● **Exercise aim**:
Pick every line out of the entries below that has the string "AnalyzerError", and copy it.

● **Task input**:
^^^^^^^^^^^^^^^^

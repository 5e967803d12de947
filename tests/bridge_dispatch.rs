//! In-process dispatch tests.
//!
//! Drives `CommandDispatcher::run_with_io` with a toolkit that records every
//! collaborator call before delegating to the reference analyzers.

use std::cell::{Cell, RefCell};
use std::io;

use pegasus_analyzers::{
    AnalyzerError, AnalyzerResult, DeviceTracking, FraudScreening, ImeiReport, NikAnalysis, NikReport,
    PersonaAnalysis, PersonaReport, PhoneAnalysis, PhoneFraudReport, PhoneReport, SlikReport,
    StandardToolkit, Toolkit, TrackingReport,
};
use pegasus_bridge::CommandDispatcher;
use serde_json::{json, Value};

#[derive(Debug, Clone, PartialEq, Eq)]
struct Call {
    operation: &'static str,
    args: Vec<Option<String>>,
    instance: usize,
}

#[derive(Default)]
struct RecordingToolkit {
    inner: StandardToolkit,
    calls: RefCell<Vec<Call>>,
    instances: Cell<usize>,
    failure: Option<AnalyzerError>,
}

impl RecordingToolkit {
    fn failing(failure: AnalyzerError) -> Self {
        Self {
            failure: Some(failure),
            ..Self::default()
        }
    }

    fn recorder(&self) -> Box<Recorder<'_>> {
        let instance = self.instances.get() + 1;
        self.instances.set(instance);
        Box::new(Recorder {
            toolkit: self,
            instance,
        })
    }
}

struct Recorder<'a> {
    toolkit: &'a RecordingToolkit,
    instance: usize,
}

impl Recorder<'_> {
    fn record(&self, operation: &'static str, args: &[Option<&str>]) -> AnalyzerResult<()> {
        self.toolkit.calls.borrow_mut().push(Call {
            operation,
            args: args.iter().map(|a| a.map(str::to_string)).collect(),
            instance: self.instance,
        });
        match &self.toolkit.failure {
            Some(failure) => Err(failure.clone()),
            None => Ok(()),
        }
    }
}

impl NikAnalysis for Recorder<'_> {
    fn parse_nik(&self, nik: Option<&str>) -> AnalyzerResult<NikReport> {
        self.record("parse_nik", &[nik])?;
        self.toolkit.inner.nik_processor().parse_nik(nik)
    }

    fn check_slik_ojk(&self, nik: Option<&str>) -> AnalyzerResult<SlikReport> {
        self.record("check_slik_ojk", &[nik])?;
        self.toolkit.inner.nik_processor().check_slik_ojk(nik)
    }
}

impl PhoneAnalysis for Recorder<'_> {
    fn analyze_phone(&self, phone: Option<&str>) -> AnalyzerResult<PhoneReport> {
        self.record("analyze_phone", &[phone])?;
        self.toolkit.inner.phone_processor().analyze_phone(phone)
    }
}

impl FraudScreening for Recorder<'_> {
    fn check_imei_indonesia(&self, imei: Option<&str>) -> AnalyzerResult<ImeiReport> {
        self.record("check_imei_indonesia", &[imei])?;
        self.toolkit.inner.fraud_detector().check_imei_indonesia(imei)
    }

    fn analyze_phone_fraud_deep(&self, phone: Option<&str>) -> AnalyzerResult<PhoneFraudReport> {
        self.record("analyze_phone_fraud_deep", &[phone])?;
        self.toolkit.inner.fraud_detector().analyze_phone_fraud_deep(phone)
    }
}

impl PersonaAnalysis for Recorder<'_> {
    fn full_analysis_persona(
        &self,
        name: Option<&str>,
        phone: Option<&str>,
        nik: Option<&str>,
    ) -> AnalyzerResult<PersonaReport> {
        self.record("full_analysis_persona", &[name, phone, nik])?;
        self.toolkit
            .inner
            .persona_analyzer()
            .full_analysis_persona(name, phone, nik)
    }
}

impl DeviceTracking for Recorder<'_> {
    fn track_device(&self, phone: Option<&str>) -> AnalyzerResult<TrackingReport> {
        self.record("track_device", &[phone])?;
        self.toolkit.inner.device_tracker().track_device(phone)
    }
}

impl Toolkit for RecordingToolkit {
    fn nik_processor(&self) -> Box<dyn NikAnalysis + '_> {
        self.recorder()
    }

    fn phone_processor(&self) -> Box<dyn PhoneAnalysis + '_> {
        self.recorder()
    }

    fn fraud_detector(&self) -> Box<dyn FraudScreening + '_> {
        self.recorder()
    }

    fn persona_analyzer(&self) -> Box<dyn PersonaAnalysis + '_> {
        self.recorder()
    }

    fn device_tracker(&self) -> Box<dyn DeviceTracking + '_> {
        self.recorder()
    }
}

/// Run one request and return the parsed output line.
fn run(dispatcher: &CommandDispatcher<RecordingToolkit>, argument: Option<&str>) -> Value {
    let mut out = Vec::new();
    dispatcher
        .run_with_io(argument, &mut io::empty(), &mut out)
        .unwrap();
    let text = String::from_utf8(out).unwrap();
    assert_eq!(text.matches('\n').count(), 1, "exactly one line: {text:?}");
    assert!(text.ends_with('\n'));
    serde_json::from_str(&text).unwrap()
}

fn run_json(dispatcher: &CommandDispatcher<RecordingToolkit>, request: Value) -> Value {
    run(dispatcher, Some(&request.to_string()))
}

fn calls(dispatcher: &CommandDispatcher<RecordingToolkit>) -> Vec<Call> {
    dispatcher.toolkit().calls.borrow().clone()
}

// =============================================================================
// Routing
// =============================================================================

#[test]
fn test_analyze_phone_receives_sole_argument() {
    let dispatcher = CommandDispatcher::new(RecordingToolkit::default());
    let output = run_json(
        &dispatcher,
        json!({"command": "analyze_phone", "payload": {"phone": "081234567890"}}),
    );

    assert_eq!(
        calls(&dispatcher),
        vec![Call {
            operation: "analyze_phone",
            args: vec![Some("081234567890".to_string())],
            instance: 1,
        }]
    );

    let expected = StandardToolkit::default()
        .phone_processor()
        .analyze_phone(Some("081234567890"))
        .unwrap();
    assert_eq!(output, serde_json::to_value(&expected).unwrap());
    assert!(output.get("error").is_none());
}

#[test]
fn test_every_command_reaches_its_operation() {
    let cases = [
        ("analyze_nik", json!({"nik": "3171011505900001"}), "parse_nik"),
        ("check_slik", json!({"nik": "3171011505900001"}), "check_slik_ojk"),
        ("analyze_phone", json!({"phone": "0812"}), "analyze_phone"),
        ("fraud_check_imei", json!({"imei": "490154203237518"}), "check_imei_indonesia"),
        ("fraud_check_phone", json!({"phone": "0812"}), "analyze_phone_fraud_deep"),
        ("analyze_persona", json!({"name": "Budi"}), "full_analysis_persona"),
        ("track_device", json!({"phone": "0812"}), "track_device"),
    ];

    for (command, payload, operation) in cases {
        let dispatcher = CommandDispatcher::new(RecordingToolkit::default());
        run_json(&dispatcher, json!({"command": command, "payload": payload}));
        let recorded = calls(&dispatcher);
        assert_eq!(recorded.len(), 1, "{command}");
        assert_eq!(recorded[0].operation, operation, "{command}");
    }
}

#[test]
fn test_persona_arguments_in_binding_order() {
    let dispatcher = CommandDispatcher::new(RecordingToolkit::default());
    run_json(
        &dispatcher,
        json!({
            "command": "analyze_persona",
            "payload": {"nik": "3171011505900001", "phone": "081234567890", "name": "Budi"}
        }),
    );
    assert_eq!(
        calls(&dispatcher)[0].args,
        vec![
            Some("Budi".to_string()),
            Some("081234567890".to_string()),
            Some("3171011505900001".to_string()),
        ]
    );
}

#[test]
fn test_missing_fields_passed_as_absent() {
    let dispatcher = CommandDispatcher::new(RecordingToolkit::default());
    let output = run_json(&dispatcher, json!({"command": "analyze_persona", "payload": {}}));
    assert_eq!(calls(&dispatcher)[0].args, vec![None, None, None]);
    assert_eq!(output["target"], "Unknown");
}

#[test]
fn test_missing_payload_treated_as_empty() {
    let dispatcher = CommandDispatcher::new(RecordingToolkit::default());
    let output = run_json(&dispatcher, json!({"command": "track_device"}));
    assert_eq!(calls(&dispatcher)[0].args, vec![None]);
    assert_eq!(output, json!({"error": "Phone number required"}));
}

#[test]
fn test_unknown_command() {
    let dispatcher = CommandDispatcher::new(RecordingToolkit::default());
    let output = run_json(&dispatcher, json!({"command": "frobnicate"}));
    assert_eq!(output, json!({"error": "Unknown command: frobnicate"}));
    assert!(calls(&dispatcher).is_empty());
}

#[test]
fn test_missing_command() {
    let dispatcher = CommandDispatcher::new(RecordingToolkit::default());
    let output = run_json(&dispatcher, json!({"payload": {"phone": "0812"}}));
    assert_eq!(output, json!({"error": "Unknown command: None"}));
    assert!(calls(&dispatcher).is_empty());

    let output = run_json(&dispatcher, json!({"command": null, "payload": {}}));
    assert_eq!(output, json!({"error": "Unknown command: None"}));
}

#[test]
fn test_unknown_command_ignores_payload_shape() {
    let dispatcher = CommandDispatcher::new(RecordingToolkit::default());
    for payload in [json!("x"), json!([1]), json!(null), json!(7)] {
        let output = run_json(&dispatcher, json!({"command": "frobnicate", "payload": payload}));
        assert_eq!(output, json!({"error": "Unknown command: frobnicate"}));
    }
    assert!(calls(&dispatcher).is_empty());
}

#[test]
fn test_boolean_command_is_unknown() {
    let dispatcher = CommandDispatcher::new(RecordingToolkit::default());
    let output = run_json(&dispatcher, json!({"command": true}));
    assert_eq!(output, json!({"error": "Unknown command: True"}));
}

#[test]
fn test_non_string_command_is_unknown() {
    let dispatcher = CommandDispatcher::new(RecordingToolkit::default());
    let output = run_json(&dispatcher, json!({"command": 42}));
    assert_eq!(output, json!({"error": "Unknown command: 42"}));
}

// =============================================================================
// Failures
// =============================================================================

#[test]
fn test_no_input() {
    let dispatcher = CommandDispatcher::new(RecordingToolkit::default());
    assert_eq!(run(&dispatcher, None), json!({"error": "No input provided"}));
}

#[test]
fn test_malformed_json() {
    let dispatcher = CommandDispatcher::new(RecordingToolkit::default());
    let output = run(&dispatcher, Some("{\"command\": "));
    let error = output["error"].as_str().unwrap();
    assert!(error.starts_with("Execution Error: "), "{error}");
    assert!(calls(&dispatcher).is_empty());
}

#[test]
fn test_payload_not_object() {
    let dispatcher = CommandDispatcher::new(RecordingToolkit::default());
    let output = run_json(&dispatcher, json!({"command": "analyze_nik", "payload": "3171011505900001"}));
    let error = output["error"].as_str().unwrap();
    assert!(error.starts_with("Execution Error: "), "{error}");
}

#[test]
fn test_null_payload_is_execution_error() {
    let dispatcher = CommandDispatcher::new(RecordingToolkit::default());
    let output = run_json(&dispatcher, json!({"command": "analyze_nik", "payload": null}));
    let error = output["error"].as_str().unwrap();
    assert!(error.starts_with("Execution Error: "), "{error}");
    assert!(calls(&dispatcher).is_empty());
}

#[test]
fn test_structured_argument_is_execution_error() {
    let dispatcher = CommandDispatcher::new(RecordingToolkit::default());
    let output = run_json(&dispatcher, json!({"command": "analyze_phone", "payload": {"phone": ["0812"]}}));
    let error = output["error"].as_str().unwrap();
    assert!(error.starts_with("Execution Error: "), "{error}");
    assert!(error.contains("phone"), "{error}");
    assert!(calls(&dispatcher).is_empty());
}

#[test]
fn test_collaborator_fault_is_execution_error() {
    let dispatcher = CommandDispatcher::new(RecordingToolkit::failing(AnalyzerError::fault("registry offline")));
    let output = run_json(&dispatcher, json!({"command": "check_slik", "payload": {"nik": "3171011505900001"}}));
    assert_eq!(output, json!({"error": "Execution Error: registry offline"}));
}

#[test]
fn test_collaborator_rejection_passes_through() {
    let dispatcher = CommandDispatcher::new(RecordingToolkit::failing(AnalyzerError::rejected("Quota exceeded")));
    let output = run_json(&dispatcher, json!({"command": "fraud_check_imei", "payload": {"imei": "1"}}));
    assert_eq!(output, json!({"error": "Quota exceeded"}));
}

// =============================================================================
// Lifecycle
// =============================================================================

#[test]
fn test_fresh_collaborator_per_call() {
    let dispatcher = CommandDispatcher::new(RecordingToolkit::default());
    let request = json!({"command": "analyze_nik", "payload": {"nik": "3171011505900001"}});
    run_json(&dispatcher, request.clone());
    run_json(&dispatcher, request);
    let instances: Vec<usize> = calls(&dispatcher).iter().map(|c| c.instance).collect();
    assert_eq!(instances, vec![1, 2]);
}

#[test]
fn test_idempotent_for_deterministic_collaborator() {
    let dispatcher = CommandDispatcher::new(RecordingToolkit::default());
    let request = json!({"command": "analyze_nik", "payload": {"nik": "3273024712050042"}});
    let first = run_json(&dispatcher, request.clone());
    let second = run_json(&dispatcher, request);
    assert_eq!(first, second);
    assert_eq!(first["gender"], "Female");
    assert_eq!(first["tanggal_lahir"], "07-12-2005");
}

^^^^^^^^^^^^^^^^

● **Solution to the problem**:
    AnalyzerError, AnalyzerResult, DeviceTracking, FraudScreening, ImeiReport, NikAnalysis, NikReport,
    failure: Option<AnalyzerError>,
    fn failing(failure: AnalyzerError) -> Self {
    let dispatcher = CommandDispatcher::new(RecordingToolkit::failing(AnalyzerError::fault("registry offline")));
    let dispatcher = CommandDispatcher::new(RecordingToolkit::failing(AnalyzerError::rejected("Quota exceeded")));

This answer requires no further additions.